===== SUPPLIED MATERIAL
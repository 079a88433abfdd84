//! JSON body extractor that also runs `validator` rules.

use axum::{
    async_trait,
    extract::{rejection::JsonRejection, FromRequest, Request},
    Json,
};
use serde::de::DeserializeOwned;
use validator::Validate;

use crate::error::ApiError;

/// Like [`Json`], but malformed bodies and failed validation both come back
/// as a 400 with the usual `{ error, message }` body.
#[derive(Debug, Clone, Copy, Default)]
pub struct ValidatedJson<T>(pub T);

#[async_trait]
impl<T, S> FromRequest<S> for ValidatedJson<T>
where
    T: DeserializeOwned + Validate,
    S: Send + Sync,
{
    type Rejection = ApiError;

    async fn from_request(req: Request, state: &S) -> Result<Self, Self::Rejection> {
        let Json(value) = Json::<T>::from_request(req, state)
            .await
            .map_err(rejection_to_error)?;
        value.validate()?;
        Ok(ValidatedJson(value))
    }
}

fn rejection_to_error(rejection: JsonRejection) -> ApiError {
    ApiError::Validation(rejection.body_text())
}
==========
## [TASK GOAL]
Give the number of lines in the material above that contain "ValidatedJson", with no other words.

## [WORKED SOLUTION]
3